I have a Wacom Cintiq 21UX. This is not a new device. I also have one remaining Wacom Intuos 3 for the road. I don't get to use the Cintiq all that often, as I'm rarely in my groffice, but when I can, I do. The use of my iPad Pro has made the Cintiq far less critical in my process, but when you have it, it's the best solution. And while my book production and character art work doesn't rely on it, larger comic sequential art really depends on it for me these days. Anyway, the screen worked on the Cintiq, but the stylus mousing was sort of off-track and not mapped. I checked the driver and it claimed the dreaded 'no device found'... meaning that the OSX Sierra firmware was resolving the mouse and display i/o, not Wacom software. Not good. So I tried the Intuos tablet, and it didn't even work at all.
I tried stepping down in drivers, I tried different ports.
I looked into it with Wacom, and it was frustrating. My devices are apparently off the development path as far as support goes. The last supported driver set for both devices was about 18 months old, and when I finally talked to someone at Wacom (guh, it IS in fact pronounced WACK-UM) they claimed they had NO driver support for OSX Sierra at all. Now, I know this not to be true, as my iMac can use the devices just fine. So, it means they can't handle something in the MBP's new chipset, or more likely, don't play nice with the USB-C adapters.

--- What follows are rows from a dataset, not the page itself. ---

use std::io::{BufRead, Write};

use crate::{
    catalog::Post,
    error::{Error, Result},
    processing::{apply_splices, classify_context, Splice},
    wordpress::Blog,
};

/// What the operator has to type before any post is modified.
pub const CONFIRMATION: &str = "yes";

#[derive(Debug, Default, Clone, Copy, PartialEq, Eq)]
pub struct RewriteStats {
    pub updated: usize,
    pub unchanged: usize,
}

/// Prompts on `output` and reads one line from `input`. Anything but the
/// exact confirmation literal is refused.
pub fn confirm(input: &mut impl BufRead, output: &mut impl Write, posts: usize) -> Result<()> {
    let prompt = format!(
        "About to rewrite up to {} posts on the blog. Type '{}' to continue: ",
        posts, CONFIRMATION
    );
    output
        .write_all(prompt.as_bytes())
        .and_then(|_| output.flush())
        .map_err(|err| Error::io("<stdout>", err))?;
    let mut answer = String::new();
    input
        .read_line(&mut answer)
        .map_err(|err| Error::io("<stdin>", err))?;
    if answer.trim_end_matches(|c: char| c == '\r' || c == '\n') == CONFIRMATION {
        Ok(())
    } else {
        Err(Error::NotConfirmed)
    }
}

/// The post body with every uploaded reference replaced by its re-hosted
/// URL, or `None` if nothing changed.
pub fn rewrite_body(post: &Post) -> Option<String> {
    let body = &post.content;
    let mut splices = Vec::with_capacity(post.image_references.len());
    for reference in &post.image_references {
        let Some(upload) = post.upload_info.get(&reference.flickr_id) else {
            tracing::warn!(
                post_id = post.id,
                flickr_id = %reference.flickr_id,
                "no upload info, leaving link"
            );
            continue;
        };
        let context = classify_context(body, reference.start);
        tracing::debug!(
            post_id = post.id,
            flickr_id = %reference.flickr_id,
            ?context,
            "replacing link"
        );
        splices.push(Splice {
            start: reference.start,
            end: reference.end,
            replacement: context.pick(upload),
        });
    }
    let (rewritten, rejected) = apply_splices(body, splices);
    for splice in rejected {
        tracing::warn!(
            post_id = post.id,
            start = splice.start,
            end = splice.end,
            "link span outside body or overlapping another, skipped"
        );
    }
    (rewritten != *body).then_some(rewritten)
}

/// Pushes rewritten bodies for the first `limit` posts. Posts whose body
/// did not change are not sent.
pub fn update_posts(
    blog: &dyn Blog,
    posts: &[Post],
    limit: Option<usize>,
) -> Result<RewriteStats> {
    let mut stats = RewriteStats::default();
    for post in posts.iter().take(limit.unwrap_or(posts.len())) {
        match rewrite_body(post) {
            Some(body) => {
                tracing::info!(post_id = post.id, title = %post.title, "updating post");
                blog.update_post(post.id, &body)?;
                stats.updated += 1;
            }
            None => {
                tracing::info!(post_id = post.id, "unchanged");
                stats.unchanged += 1;
            }
        }
    }
    tracing::info!(updated = stats.updated, unchanged = stats.unchanged, "rewrite finished");
    Ok(stats)
}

Solution: Well, it doesn't get much better. I don't have a magic bullet on this one. It means new devices. Wacom doesn't even have a large format Cintiq in the product line that would work. Only the 'Pro' line are apparently compatible via USB-C, and they stop at 16" for the Cintiq, though 23" and 30" models are forthcoming any month now, supposedly. After thinking about it, I decided I could just put that one off another year. I will be doing TRDL Sourcebook stuff for at least the next 6 months anyway, so the comic pages are in the distance. I ganged the Cintiq to the iMac in the meantime, and will probably sell it.
That left the Intuos. Particularly as I am looking at at least three or four trips to southeast asia coming up, that's a LOT of time on planes and in hotels to get stuff done. No time to waste.
So, I got a Medium Intuos Pro... and then I decided to order a Large, which I had never tried, to compare them.
First note, these are USB-C devices, technically, but they ship with USB-C to USB-A cables. So if you want to tether it to the laptop directly, you need to use a USB-C to USB-C cable, or an adapter BACK to USB-C. What a lame decision on their part. On top of that, BTW, the large models of the current Cintiq for example don't even have STANDS in the package. Everything is an accessory. I get that many users use armatures for them, but still.
Not a deal breaker, though, because the beauty of USB-C is that it is a universal cable. And the Intuos is a wireless device finally. Thus, you normally use it untethered, and if you needed to charge it up, you can steal the USB-C cable used in your POWER SUPPLY. Again, I think I mentioned, I love USB-C.
Might be hard to see in this pic unless you enlarge it, but the Medium has a floor area that is a bit larger than a 15" MBP, so I think the previous Intuos I used was somewhere between the current line's Small and Medium. Anyway, this remains the portable workhorse. The Large, however, is LARGE. Both are identical otherwise. Tic marks on the surface show you the sensor limits, and a healthy amount of buttons and a scroll wheel compliment the side of it, adjustable for left or right handed users. Again, wireless via Bluetooth. Great stuff. Massively increased resolution over the previous ones I used.
I ran some tests. First off, the tablet choice likely comes down to how comfortable you might be with the large surface. You need desk surface for it, certainly, but also, it's about how you use it. At that scale, your arm gestures are long sweeps and arcs. I am not an artist that cut his teeth on the canvas and easel. I was always smaller format. As a result, it's very unnatural to do big sweeping strokes. In fact, it's hard for me. That said, I noted that I was able to generate substantially smoother strokes with it than with the Medium, which yielded the familiar jittery line. So, as far as the QUALITY of the input, the Large was a big improvement.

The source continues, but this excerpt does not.